▶ [Task prompt]: Where in the listing does the string "without" appear? Copy every line that holds it.

▶ [Supplied records]:
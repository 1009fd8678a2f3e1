//! Pure calculation functions for image dimensions.
//!
//! All functions here are pure and testable without any I/O or images.

/// Largest allowed output width or height.
pub const MAX_DIMENSION: u32 = 32768;

/// Largest allowed output pixel count (100 megapixels).
pub const MAX_PIXELS: u64 = 100_000_000;

/// Check an output size against [`MAX_DIMENSION`] and [`MAX_PIXELS`].
///
/// Returns a description of the violated limit.
pub fn check_dimensions(width: u32, height: u32) -> Result<(), String> {
    if width > MAX_DIMENSION || height > MAX_DIMENSION {
        return Err(format!(
            "{}x{} exceeds the {} pixel side limit",
            width, height, MAX_DIMENSION
        ));
    }
    let pixels = width as u64 * height as u64;
    if pixels > MAX_PIXELS {
        return Err(format!(
            "{}x{} is {} pixels, above the {} pixel limit",
            width, height, pixels, MAX_PIXELS
        ));
    }
    Ok(())
}

/// Calculate the largest size that fits within `bounds` while keeping the
/// aspect ratio of `source`.
///
/// Upscaling is allowed: a small source grows until one side touches the
/// bound. Each side is at least 1 pixel and never exceeds its bound.
///
/// # Arguments
/// * `source` - Original image dimensions (width, height)
/// * `bounds` - Bounding box (width, height)
///
/// # Returns
/// * `(width, height)` - Fitted dimensions
///
/// # Examples
/// ```
/// # use sharp_image::imaging::calculate_bounded_dimensions;
/// // 1000x800 into a 100x100 box → 100x80
/// assert_eq!(calculate_bounded_dimensions((1000, 800), (100, 100)), (100, 80));
/// ```
pub fn calculate_bounded_dimensions(source: (u32, u32), bounds: (u32, u32)) -> (u32, u32) {
    let (src_w, src_h) = source;
    let (max_w, max_h) = bounds;

    if src_w == 0 || src_h == 0 {
        return (max_w.max(1), max_h.max(1));
    }

    let scale = f64::min(max_w as f64 / src_w as f64, max_h as f64 / src_h as f64);
    let w = (src_w as f64 * scale).round() as u32;
    let h = (src_h as f64 * scale).round() as u32;

    (w.clamp(1, max_w.max(1)), h.clamp(1, max_h.max(1)))
}

#[cfg(test)]
mod tests {
    use super::*;

    #[test]
    fn check_dimensions_accepts_limits() {
        assert!(check_dimensions(MAX_DIMENSION, 1).is_ok());
        assert!(check_dimensions(10_000, 10_000).is_ok());
    }

    #[test]
    fn check_dimensions_rejects_long_side() {
        assert!(check_dimensions(MAX_DIMENSION + 1, 1).is_err());
        assert!(check_dimensions(1, u32::MAX).is_err());
    }

    #[test]
    fn check_dimensions_rejects_pixel_count() {
        assert!(check_dimensions(20_000, 20_000).is_err());
    }

    #[test]
    fn landscape_into_square_box() {
        // 1000x800 → 100x100: width limits, 800 * 0.1 = 80
        assert_eq!(calculate_bounded_dimensions((1000, 800), (100, 100)), (100, 80));
    }

    #[test]
    fn portrait_into_square_box() {
        // 600x900 → 300x300: height limits, 600 * (1/3) = 200
        assert_eq!(calculate_bounded_dimensions((600, 900), (300, 300)), (200, 300));
    }

    #[test]
    fn same_aspect_fills_box_exactly() {
        assert_eq!(calculate_bounded_dimensions((800, 600), (400, 300)), (400, 300));
    }

    #[test]
    fn wide_box_limited_by_height() {
        // 1000x800 → 500x100: height limits, 1000 * 0.125 = 125
        assert_eq!(calculate_bounded_dimensions((1000, 800), (500, 100)), (125, 100));
    }

    #[test]
    fn small_source_is_upscaled() {
        // 100x50 → 400x400: width limits, 50 * 4 = 200
        assert_eq!(calculate_bounded_dimensions((100, 50), (400, 400)), (400, 200));
    }

    #[test]
    fn extreme_aspect_never_collapses_to_zero() {
        assert_eq!(calculate_bounded_dimensions((10_000, 1), (100, 100)), (100, 1));
        assert_eq!(calculate_bounded_dimensions((1, 10_000), (100, 100)), (1, 100));
    }

    #[test]
    fn rounding_preserves_ratio() {
        // 1920x1080 → 320x320: 1080 * (1/6) = 180
        let (w, h) = calculate_bounded_dimensions((1920, 1080), (320, 320));
        assert_eq!((w, h), (320, 180));
        let original = 1920.0 / 1080.0;
        let fitted = w as f64 / h as f64;
        assert!((original - fitted).abs() < 0.01);
    }

    #[test]
    fn never_exceeds_bounds() {
        for &(src, bounds) in &[
            ((333, 777), (100, 50)),
            ((1001, 999), (17, 23)),
            ((7, 3), (1000, 1)),
            ((4000, 3000), (1, 1)),
        ] {
            let (w, h) = calculate_bounded_dimensions(src, bounds);
            assert!(w <= bounds.0 && h <= bounds.1, "{src:?} into {bounds:?} gave {w}x{h}");
            assert!(w >= 1 && h >= 1);
        }
    }
}
//! Pure Rust image engine built on the `image` crate.
//!
//! ## Crate mapping
//!
//! | Operation | Crate / function |
//! |---|---|
//! | Detect format | `ImageReader::with_guessed_format` (magic bytes) |
//! | Decode (JPEG, PNG, GIF, WebP, BMP, TIFF) | `ImageReader::into_decoder` + `DynamicImage::from_decoder` |
//! | ICC profile | `ImageDecoder::icc_profile` → `ImageEncoder::set_icc_profile` |
//! | EXIF | `ImageDecoder::exif_metadata` → `ImageEncoder::set_exif_metadata` |
//! | Resize | `DynamicImage::resize_exact` with `Lanczos3` filter |
//! | Encode → JPEG | `image::codecs::jpeg::JpegEncoder` |
//! | Encode → PNG | `image::codecs::png::PngEncoder` |

use super::backend::{EngineError, ImageEngine, Metadata};
use super::calculations::{calculate_bounded_dimensions, check_dimensions};
use super::format::{OutputFormat, SourceFormat};
use super::params::{EncodeParams, ResizeMode, ResizeParams};
use image::codecs::jpeg::JpegEncoder;
use image::codecs::png::PngEncoder;
use image::imageops::FilterType;
use image::{DynamicImage, ImageDecoder, ImageEncoder, ImageFormat, ImageReader};
use std::borrow::Cow;
use std::io::Cursor;
use tracing::debug;

/// Interpolation used for every resize.
const FILTER: FilterType = FilterType::Lanczos3;

/// Pure Rust engine using the `image` crate ecosystem.
///
/// See the [module docs](self) for the crate-to-operation mapping.
pub struct RustEngine;

impl RustEngine {
    pub fn new() -> Self {
        Self
    }
}

impl Default for RustEngine {
    fn default() -> Self {
        Self::new()
    }
}

/// A decoded image plus what is needed to re-encode it faithfully.
#[derive(Debug, Clone)]
pub struct DecodedImage {
    pixels: DynamicImage,
    format: SourceFormat,
    icc_profile: Option<Vec<u8>>,
    /// Raw TIFF-structured EXIF block, without the `Exif\0\0` marker.
    exif: Option<Vec<u8>>,
}

impl DecodedImage {
    pub fn pixels(&self) -> &DynamicImage {
        &self.pixels
    }

    pub fn icc_profile(&self) -> Option<&[u8]> {
        self.icc_profile.as_deref()
    }

    pub fn exif(&self) -> Option<&[u8]> {
        self.exif.as_deref()
    }
}

fn source_format(format: ImageFormat) -> SourceFormat {
    match format {
        ImageFormat::Jpeg => SourceFormat::Jpeg,
        ImageFormat::Png => SourceFormat::Png,
        other => SourceFormat::Other(format!("{:?}", other).to_lowercase()),
    }
}

/// JPEG has no alpha channel and only 8-bit samples.
fn jpeg_compatible(img: &DynamicImage) -> Cow<'_, DynamicImage> {
    match img {
        DynamicImage::ImageLuma8(_) | DynamicImage::ImageRgb8(_) => Cow::Borrowed(img),
        _ => Cow::Owned(DynamicImage::ImageRgb8(img.to_rgb8())),
    }
}

/// PNG cannot store floating point samples.
fn png_compatible(img: &DynamicImage) -> Cow<'_, DynamicImage> {
    match img {
        DynamicImage::ImageRgb32F(_) | DynamicImage::ImageRgba32F(_) => {
            Cow::Owned(DynamicImage::ImageRgba16(img.to_rgba16()))
        }
        _ => Cow::Borrowed(img),
    }
}

/// Hand the source's ICC profile and EXIF to `encoder`. Either one the
/// encoder refuses is dropped.
fn attach_metadata(encoder: &mut impl ImageEncoder, source: &DecodedImage) {
    if let Some(profile) = &source.icc_profile {
        if let Err(err) = encoder.set_icc_profile(profile.clone()) {
            debug!(%err, "encoder cannot embed ICC profile; dropping it");
        }
    }
    if let Some(exif) = &source.exif {
        if let Err(err) = encoder.set_exif_metadata(exif.clone()) {
            debug!(%err, "encoder cannot embed EXIF; dropping it");
        }
    }
}

impl ImageEngine for RustEngine {
    type Handle = DecodedImage;

    fn decode(&self, bytes: &[u8]) -> Result<DecodedImage, EngineError> {
        let reader = ImageReader::new(Cursor::new(bytes))
            .with_guessed_format()
            .map_err(|e| EngineError::Decode(format!("failed to read image header: {}", e)))?;
        let format = reader
            .format()
            .ok_or_else(|| EngineError::Decode("unrecognized image format".to_string()))?;

        let mut decoder = reader
            .into_decoder()
            .map_err(|e| EngineError::Decode(format!("{:?} decoder failed: {}", format, e)))?;
        // Broken metadata is not worth failing the whole decode over.
        let icc_profile = decoder.icc_profile().ok().flatten();
        let exif = decoder.exif_metadata().ok().flatten();
        let pixels = DynamicImage::from_decoder(decoder)
            .map_err(|e| EngineError::Decode(format!("failed to decode {:?}: {}", format, e)))?;

        Ok(DecodedImage {
            pixels,
            format: source_format(format),
            icc_profile,
            exif,
        })
    }

    fn metadata(&self, handle: &DecodedImage) -> Result<Metadata, EngineError> {
        Ok(Metadata {
            format: handle.format.clone(),
            width: handle.pixels.width(),
            height: handle.pixels.height(),
        })
    }

    fn resize(&self, handle: &DecodedImage, params: &ResizeParams) -> Result<DecodedImage, EngineError> {
        if params.width == 0 || params.height == 0 {
            return Err(EngineError::Processing(format!(
                "cannot resize to {}x{}",
                params.width, params.height
            )));
        }
        let (width, height) = match params.mode {
            ResizeMode::Bounded => calculate_bounded_dimensions(
                (handle.pixels.width(), handle.pixels.height()),
                (params.width, params.height),
            ),
            ResizeMode::Exact => (params.width, params.height),
        };
        check_dimensions(width, height).map_err(EngineError::Processing)?;

        Ok(DecodedImage {
            pixels: handle.pixels.resize_exact(width, height, FILTER),
            format: handle.format.clone(),
            icc_profile: handle.icc_profile.clone(),
            exif: handle.exif.clone(),
        })
    }

    fn encode(&self, handle: &DecodedImage, params: &EncodeParams) -> Result<Vec<u8>, EngineError> {
        let target = match params.format {
            Some(format) => format,
            None => handle.format.as_output().ok_or_else(|| {
                EngineError::Encode(format!("cannot write {} output", handle.format))
            })?,
        };
        let mut buffer = Vec::new();
        let written = match target {
            OutputFormat::Jpeg => {
                let quality = params.quality.value() as u8;
                let mut encoder = JpegEncoder::new_with_quality(&mut buffer, quality);
                if params.preserve_metadata {
                    attach_metadata(&mut encoder, handle);
                }
                jpeg_compatible(&handle.pixels).write_with_encoder(encoder)
            }
            OutputFormat::Png => {
                let mut encoder = PngEncoder::new(&mut buffer);
                if params.preserve_metadata {
                    attach_metadata(&mut encoder, handle);
                }
                png_compatible(&handle.pixels).write_with_encoder(encoder)
            }
        };
        written.map_err(|e| EngineError::Encode(format!("{} encode failed: {}", target, e)))?;

        Ok(buffer)
    }
}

▶ [Exercise result]:
//! All functions here are pure and testable without any I/O or images.
    /// Raw TIFF-structured EXIF block, without the `Exif\0\0` marker.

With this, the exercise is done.